(Extracted information begins)

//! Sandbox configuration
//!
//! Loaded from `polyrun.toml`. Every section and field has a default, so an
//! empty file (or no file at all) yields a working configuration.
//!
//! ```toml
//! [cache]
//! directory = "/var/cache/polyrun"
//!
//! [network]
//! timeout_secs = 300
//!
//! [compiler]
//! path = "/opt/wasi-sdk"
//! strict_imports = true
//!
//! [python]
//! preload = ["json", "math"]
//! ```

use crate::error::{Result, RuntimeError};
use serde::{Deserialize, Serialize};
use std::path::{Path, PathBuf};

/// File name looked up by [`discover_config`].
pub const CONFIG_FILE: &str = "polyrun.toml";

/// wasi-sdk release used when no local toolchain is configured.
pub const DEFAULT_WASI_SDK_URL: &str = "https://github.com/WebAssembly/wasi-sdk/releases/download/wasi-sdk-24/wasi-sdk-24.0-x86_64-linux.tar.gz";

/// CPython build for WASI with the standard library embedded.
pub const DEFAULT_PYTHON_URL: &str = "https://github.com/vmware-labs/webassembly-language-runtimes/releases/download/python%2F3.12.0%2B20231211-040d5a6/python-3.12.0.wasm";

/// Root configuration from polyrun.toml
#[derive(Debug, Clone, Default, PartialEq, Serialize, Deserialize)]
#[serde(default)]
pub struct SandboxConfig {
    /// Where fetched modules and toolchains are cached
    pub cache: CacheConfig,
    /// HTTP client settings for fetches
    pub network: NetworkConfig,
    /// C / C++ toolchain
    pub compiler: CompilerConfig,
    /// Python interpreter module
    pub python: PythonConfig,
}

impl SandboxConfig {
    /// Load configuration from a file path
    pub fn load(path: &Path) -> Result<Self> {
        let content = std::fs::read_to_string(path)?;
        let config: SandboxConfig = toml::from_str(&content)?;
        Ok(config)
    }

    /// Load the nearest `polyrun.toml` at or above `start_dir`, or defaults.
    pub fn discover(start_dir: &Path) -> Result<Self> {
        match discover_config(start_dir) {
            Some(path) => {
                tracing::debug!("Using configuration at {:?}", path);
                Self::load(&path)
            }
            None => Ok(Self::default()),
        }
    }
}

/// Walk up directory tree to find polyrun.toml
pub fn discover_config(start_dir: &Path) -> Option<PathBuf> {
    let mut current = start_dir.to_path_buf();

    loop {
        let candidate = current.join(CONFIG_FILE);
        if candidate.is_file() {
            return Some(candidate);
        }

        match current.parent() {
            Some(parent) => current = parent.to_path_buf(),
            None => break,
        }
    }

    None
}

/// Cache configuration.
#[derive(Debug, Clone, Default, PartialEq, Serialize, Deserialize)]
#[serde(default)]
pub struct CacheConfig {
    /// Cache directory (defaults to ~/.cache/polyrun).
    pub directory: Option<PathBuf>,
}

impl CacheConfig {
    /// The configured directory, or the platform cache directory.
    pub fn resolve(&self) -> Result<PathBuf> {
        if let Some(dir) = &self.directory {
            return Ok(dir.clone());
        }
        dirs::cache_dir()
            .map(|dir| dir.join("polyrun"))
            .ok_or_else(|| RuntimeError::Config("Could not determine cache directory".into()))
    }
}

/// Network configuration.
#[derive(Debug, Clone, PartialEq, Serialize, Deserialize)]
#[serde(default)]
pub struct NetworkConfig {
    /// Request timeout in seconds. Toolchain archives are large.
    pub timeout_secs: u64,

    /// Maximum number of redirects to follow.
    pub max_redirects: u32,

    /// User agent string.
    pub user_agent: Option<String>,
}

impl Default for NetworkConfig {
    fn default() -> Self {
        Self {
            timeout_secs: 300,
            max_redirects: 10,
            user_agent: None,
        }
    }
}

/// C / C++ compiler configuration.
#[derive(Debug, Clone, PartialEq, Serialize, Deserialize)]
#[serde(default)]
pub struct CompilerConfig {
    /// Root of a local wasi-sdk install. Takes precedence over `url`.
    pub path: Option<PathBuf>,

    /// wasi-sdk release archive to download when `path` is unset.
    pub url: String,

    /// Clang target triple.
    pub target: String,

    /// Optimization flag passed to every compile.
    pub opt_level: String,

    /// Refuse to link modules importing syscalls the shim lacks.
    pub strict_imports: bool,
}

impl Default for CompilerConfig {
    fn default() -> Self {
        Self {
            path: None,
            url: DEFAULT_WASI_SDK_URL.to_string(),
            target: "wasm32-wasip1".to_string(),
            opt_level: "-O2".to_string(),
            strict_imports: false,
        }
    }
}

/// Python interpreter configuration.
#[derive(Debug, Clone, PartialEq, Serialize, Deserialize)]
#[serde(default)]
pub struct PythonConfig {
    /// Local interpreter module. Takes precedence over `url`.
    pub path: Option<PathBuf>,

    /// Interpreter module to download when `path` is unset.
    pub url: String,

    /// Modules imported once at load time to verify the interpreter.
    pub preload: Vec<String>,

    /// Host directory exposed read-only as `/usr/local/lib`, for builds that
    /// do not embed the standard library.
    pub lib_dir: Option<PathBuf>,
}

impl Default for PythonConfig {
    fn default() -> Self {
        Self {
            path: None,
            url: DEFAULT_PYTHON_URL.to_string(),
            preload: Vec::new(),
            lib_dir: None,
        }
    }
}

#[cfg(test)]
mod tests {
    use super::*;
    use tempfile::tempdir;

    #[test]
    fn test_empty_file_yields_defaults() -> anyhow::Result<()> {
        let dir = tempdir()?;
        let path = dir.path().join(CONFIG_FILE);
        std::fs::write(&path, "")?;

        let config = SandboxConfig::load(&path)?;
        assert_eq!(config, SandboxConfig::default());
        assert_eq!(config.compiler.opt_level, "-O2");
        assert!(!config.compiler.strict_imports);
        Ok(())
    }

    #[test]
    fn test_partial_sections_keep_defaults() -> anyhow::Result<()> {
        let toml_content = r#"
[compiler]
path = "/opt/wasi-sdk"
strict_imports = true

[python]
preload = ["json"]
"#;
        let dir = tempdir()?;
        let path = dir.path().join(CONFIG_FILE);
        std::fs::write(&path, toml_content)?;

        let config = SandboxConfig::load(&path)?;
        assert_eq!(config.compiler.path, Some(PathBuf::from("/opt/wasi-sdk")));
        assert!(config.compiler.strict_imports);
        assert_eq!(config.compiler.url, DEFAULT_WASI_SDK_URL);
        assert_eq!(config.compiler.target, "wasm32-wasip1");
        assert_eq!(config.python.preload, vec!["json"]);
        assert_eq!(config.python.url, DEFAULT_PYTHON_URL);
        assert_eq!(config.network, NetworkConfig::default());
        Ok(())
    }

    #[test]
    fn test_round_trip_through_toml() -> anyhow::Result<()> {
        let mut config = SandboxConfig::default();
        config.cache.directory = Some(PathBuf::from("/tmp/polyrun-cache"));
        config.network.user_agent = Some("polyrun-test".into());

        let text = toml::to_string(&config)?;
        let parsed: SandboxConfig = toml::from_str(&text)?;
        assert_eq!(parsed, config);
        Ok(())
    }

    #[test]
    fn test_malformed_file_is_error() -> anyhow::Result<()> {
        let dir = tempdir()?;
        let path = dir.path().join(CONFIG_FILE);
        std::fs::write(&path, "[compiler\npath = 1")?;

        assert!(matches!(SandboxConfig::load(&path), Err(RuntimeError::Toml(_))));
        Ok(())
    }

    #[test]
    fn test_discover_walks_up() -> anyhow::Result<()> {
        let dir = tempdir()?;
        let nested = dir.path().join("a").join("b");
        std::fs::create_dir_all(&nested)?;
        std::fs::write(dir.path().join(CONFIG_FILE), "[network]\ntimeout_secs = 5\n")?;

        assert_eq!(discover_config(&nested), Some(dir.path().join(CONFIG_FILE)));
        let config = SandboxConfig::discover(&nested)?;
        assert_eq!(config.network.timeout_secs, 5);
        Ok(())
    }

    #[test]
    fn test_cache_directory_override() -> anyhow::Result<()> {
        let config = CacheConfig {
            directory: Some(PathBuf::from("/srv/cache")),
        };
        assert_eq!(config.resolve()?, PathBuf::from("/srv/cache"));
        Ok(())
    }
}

(Extracted information ends)
(Extracted information begins)

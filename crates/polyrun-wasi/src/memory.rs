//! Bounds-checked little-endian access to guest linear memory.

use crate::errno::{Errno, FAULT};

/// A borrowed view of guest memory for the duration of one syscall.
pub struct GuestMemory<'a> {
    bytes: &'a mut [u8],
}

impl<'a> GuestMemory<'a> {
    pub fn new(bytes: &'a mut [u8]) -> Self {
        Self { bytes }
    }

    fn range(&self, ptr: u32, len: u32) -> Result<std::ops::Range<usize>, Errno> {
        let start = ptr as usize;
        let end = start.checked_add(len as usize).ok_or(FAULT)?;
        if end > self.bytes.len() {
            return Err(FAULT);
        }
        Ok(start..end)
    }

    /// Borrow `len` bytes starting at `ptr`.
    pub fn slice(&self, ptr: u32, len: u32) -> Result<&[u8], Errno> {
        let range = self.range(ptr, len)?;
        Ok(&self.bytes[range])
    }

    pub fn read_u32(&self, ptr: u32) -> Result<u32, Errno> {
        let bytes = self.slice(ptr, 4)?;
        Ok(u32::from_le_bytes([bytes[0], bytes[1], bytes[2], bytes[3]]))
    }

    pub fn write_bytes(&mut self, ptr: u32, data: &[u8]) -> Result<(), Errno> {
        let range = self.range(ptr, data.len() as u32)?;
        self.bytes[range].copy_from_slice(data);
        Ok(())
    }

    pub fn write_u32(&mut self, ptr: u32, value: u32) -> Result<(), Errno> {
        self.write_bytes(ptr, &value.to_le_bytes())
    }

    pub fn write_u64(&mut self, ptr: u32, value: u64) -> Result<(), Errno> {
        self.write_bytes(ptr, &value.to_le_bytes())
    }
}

(Extracted information ends)
(Extracted information begins)

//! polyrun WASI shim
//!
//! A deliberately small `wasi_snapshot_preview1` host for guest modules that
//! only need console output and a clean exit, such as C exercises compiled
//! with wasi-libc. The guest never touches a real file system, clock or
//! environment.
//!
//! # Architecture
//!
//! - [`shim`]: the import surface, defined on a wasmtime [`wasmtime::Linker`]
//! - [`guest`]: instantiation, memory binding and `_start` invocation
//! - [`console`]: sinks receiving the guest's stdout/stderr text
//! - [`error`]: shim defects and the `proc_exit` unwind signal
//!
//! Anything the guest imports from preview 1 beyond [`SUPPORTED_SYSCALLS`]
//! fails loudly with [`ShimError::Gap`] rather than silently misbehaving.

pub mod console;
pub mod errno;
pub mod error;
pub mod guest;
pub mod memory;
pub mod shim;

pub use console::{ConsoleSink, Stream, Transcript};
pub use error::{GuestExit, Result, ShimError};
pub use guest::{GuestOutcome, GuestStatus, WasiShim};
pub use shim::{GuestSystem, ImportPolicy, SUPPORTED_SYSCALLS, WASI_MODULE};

(Extracted information ends)

Your objective - Whenever a line above includes "nested", copy it in full.

Solution to the problem -
        let nested = dir.path().join("a").join("b");
        std::fs::create_dir_all(&nested)?;
        assert_eq!(discover_config(&nested), Some(dir.path().join(CONFIG_FILE)));
        let config = SandboxConfig::discover(&nested)?;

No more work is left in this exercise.